Content starts

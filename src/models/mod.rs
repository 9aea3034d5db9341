pub mod agenda;
pub mod campaign;
pub mod newsletter;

Content ends

Set down all of the lines above without altering a word.

_RESPONSE BOX_:
filename src/models/mod.rs
repository 9aea3034d5db9341
pub mod agenda;
pub mod campaign;
pub mod newsletter;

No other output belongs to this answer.